──────── SUPPLIED MATERIAL
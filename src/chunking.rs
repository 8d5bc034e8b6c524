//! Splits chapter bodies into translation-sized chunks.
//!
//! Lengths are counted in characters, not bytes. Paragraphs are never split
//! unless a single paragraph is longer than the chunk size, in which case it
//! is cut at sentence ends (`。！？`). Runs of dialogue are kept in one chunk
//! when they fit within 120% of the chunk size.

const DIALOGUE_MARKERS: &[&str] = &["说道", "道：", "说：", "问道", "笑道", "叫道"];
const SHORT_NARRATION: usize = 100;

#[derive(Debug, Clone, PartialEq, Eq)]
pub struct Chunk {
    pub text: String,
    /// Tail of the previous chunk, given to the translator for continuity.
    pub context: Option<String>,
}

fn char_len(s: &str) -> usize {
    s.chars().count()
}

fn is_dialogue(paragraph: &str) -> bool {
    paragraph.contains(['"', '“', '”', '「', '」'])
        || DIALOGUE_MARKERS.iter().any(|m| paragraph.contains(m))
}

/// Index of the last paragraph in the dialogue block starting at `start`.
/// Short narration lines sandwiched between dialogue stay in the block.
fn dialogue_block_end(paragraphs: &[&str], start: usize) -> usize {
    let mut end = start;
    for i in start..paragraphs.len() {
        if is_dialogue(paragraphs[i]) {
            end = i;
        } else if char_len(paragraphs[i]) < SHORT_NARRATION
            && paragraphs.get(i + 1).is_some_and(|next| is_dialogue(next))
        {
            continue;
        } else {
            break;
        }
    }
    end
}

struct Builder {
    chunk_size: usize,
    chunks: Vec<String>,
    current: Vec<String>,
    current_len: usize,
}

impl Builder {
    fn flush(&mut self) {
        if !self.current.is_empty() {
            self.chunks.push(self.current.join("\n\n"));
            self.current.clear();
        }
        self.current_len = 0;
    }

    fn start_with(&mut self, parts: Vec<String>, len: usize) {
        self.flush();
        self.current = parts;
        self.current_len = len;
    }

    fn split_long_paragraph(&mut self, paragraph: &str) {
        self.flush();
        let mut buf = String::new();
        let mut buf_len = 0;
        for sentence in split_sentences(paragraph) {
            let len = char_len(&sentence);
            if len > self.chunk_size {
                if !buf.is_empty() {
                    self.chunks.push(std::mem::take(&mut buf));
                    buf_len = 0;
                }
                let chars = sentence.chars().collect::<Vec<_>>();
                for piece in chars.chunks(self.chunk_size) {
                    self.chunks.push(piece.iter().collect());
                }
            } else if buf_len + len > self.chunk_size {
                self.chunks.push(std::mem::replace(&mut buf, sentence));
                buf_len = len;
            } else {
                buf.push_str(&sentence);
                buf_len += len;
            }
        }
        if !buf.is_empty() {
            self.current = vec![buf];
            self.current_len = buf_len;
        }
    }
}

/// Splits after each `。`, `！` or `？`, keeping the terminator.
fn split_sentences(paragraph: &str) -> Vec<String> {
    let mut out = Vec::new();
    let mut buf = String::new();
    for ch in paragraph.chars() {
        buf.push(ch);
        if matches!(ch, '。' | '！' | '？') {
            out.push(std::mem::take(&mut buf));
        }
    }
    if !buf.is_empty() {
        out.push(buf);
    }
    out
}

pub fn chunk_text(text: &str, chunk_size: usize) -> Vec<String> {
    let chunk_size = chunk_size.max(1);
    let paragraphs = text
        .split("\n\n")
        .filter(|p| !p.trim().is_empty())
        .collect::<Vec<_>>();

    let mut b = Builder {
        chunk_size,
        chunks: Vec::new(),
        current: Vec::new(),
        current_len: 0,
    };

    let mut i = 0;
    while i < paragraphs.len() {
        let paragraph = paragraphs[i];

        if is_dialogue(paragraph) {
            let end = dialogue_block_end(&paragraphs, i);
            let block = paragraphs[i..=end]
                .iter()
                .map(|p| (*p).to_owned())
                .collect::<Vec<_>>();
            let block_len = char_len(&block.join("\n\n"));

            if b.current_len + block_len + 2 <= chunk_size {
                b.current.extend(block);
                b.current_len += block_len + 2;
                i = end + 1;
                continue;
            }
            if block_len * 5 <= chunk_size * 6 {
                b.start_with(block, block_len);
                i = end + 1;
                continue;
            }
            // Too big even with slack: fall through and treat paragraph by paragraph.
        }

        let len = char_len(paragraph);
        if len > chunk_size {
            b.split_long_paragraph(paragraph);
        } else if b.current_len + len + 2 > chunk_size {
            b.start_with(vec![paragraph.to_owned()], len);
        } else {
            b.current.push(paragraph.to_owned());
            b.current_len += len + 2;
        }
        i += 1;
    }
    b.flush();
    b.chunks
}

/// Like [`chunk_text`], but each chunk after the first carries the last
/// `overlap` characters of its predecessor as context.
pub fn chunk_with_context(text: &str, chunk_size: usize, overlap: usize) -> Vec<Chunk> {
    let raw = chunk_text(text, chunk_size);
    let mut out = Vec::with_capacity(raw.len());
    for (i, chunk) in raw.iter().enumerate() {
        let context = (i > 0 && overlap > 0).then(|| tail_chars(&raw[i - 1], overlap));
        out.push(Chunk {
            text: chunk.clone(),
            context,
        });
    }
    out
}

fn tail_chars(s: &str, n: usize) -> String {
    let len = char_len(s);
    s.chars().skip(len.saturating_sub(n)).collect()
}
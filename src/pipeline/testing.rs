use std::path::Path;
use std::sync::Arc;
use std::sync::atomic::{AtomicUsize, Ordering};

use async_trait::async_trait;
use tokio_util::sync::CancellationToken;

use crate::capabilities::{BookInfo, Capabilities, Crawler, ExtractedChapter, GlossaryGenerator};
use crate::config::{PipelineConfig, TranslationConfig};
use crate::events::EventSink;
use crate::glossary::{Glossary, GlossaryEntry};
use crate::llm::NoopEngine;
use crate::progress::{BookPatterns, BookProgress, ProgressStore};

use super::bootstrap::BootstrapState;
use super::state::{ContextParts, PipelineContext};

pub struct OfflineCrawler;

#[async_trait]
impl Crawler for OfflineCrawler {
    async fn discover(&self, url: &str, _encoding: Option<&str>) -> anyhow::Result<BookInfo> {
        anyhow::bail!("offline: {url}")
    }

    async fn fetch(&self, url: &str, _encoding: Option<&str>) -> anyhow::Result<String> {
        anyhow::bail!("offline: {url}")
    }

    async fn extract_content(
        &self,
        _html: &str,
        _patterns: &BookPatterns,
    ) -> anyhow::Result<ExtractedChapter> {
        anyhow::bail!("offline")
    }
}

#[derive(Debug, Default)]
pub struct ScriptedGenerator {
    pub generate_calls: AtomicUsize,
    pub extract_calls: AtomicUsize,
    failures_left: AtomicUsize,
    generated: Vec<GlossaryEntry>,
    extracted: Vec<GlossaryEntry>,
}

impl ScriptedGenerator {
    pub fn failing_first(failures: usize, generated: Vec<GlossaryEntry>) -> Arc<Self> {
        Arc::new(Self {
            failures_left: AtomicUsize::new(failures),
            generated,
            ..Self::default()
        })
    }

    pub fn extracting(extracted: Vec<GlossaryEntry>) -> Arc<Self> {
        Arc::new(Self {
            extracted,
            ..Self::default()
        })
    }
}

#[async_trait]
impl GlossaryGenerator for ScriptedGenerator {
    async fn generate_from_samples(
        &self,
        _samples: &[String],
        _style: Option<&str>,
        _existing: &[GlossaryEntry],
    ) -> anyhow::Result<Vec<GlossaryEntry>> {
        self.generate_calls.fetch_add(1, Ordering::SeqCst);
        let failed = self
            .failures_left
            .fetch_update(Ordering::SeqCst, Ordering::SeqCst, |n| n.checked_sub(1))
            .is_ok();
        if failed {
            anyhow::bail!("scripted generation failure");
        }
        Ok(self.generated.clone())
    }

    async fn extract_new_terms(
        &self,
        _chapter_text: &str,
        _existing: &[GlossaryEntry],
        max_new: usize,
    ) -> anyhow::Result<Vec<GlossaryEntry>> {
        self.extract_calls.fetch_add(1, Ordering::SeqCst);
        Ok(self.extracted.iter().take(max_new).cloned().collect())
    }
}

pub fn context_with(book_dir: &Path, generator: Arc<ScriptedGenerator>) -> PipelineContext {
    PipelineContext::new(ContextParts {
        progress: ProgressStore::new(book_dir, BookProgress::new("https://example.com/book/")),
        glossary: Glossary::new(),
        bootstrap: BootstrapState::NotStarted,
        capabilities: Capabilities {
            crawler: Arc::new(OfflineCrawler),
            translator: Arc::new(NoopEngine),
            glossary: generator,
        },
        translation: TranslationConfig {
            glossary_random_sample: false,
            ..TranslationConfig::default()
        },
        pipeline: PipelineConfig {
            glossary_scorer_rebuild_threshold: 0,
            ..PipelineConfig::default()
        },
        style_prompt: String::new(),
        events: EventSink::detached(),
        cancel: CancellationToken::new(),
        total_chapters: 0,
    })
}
────────────────
EXERCISE DESCRIPTION:
State the number of lines in the records that include the word "struct", and add nothing to it.

TASK SOLUTION:
4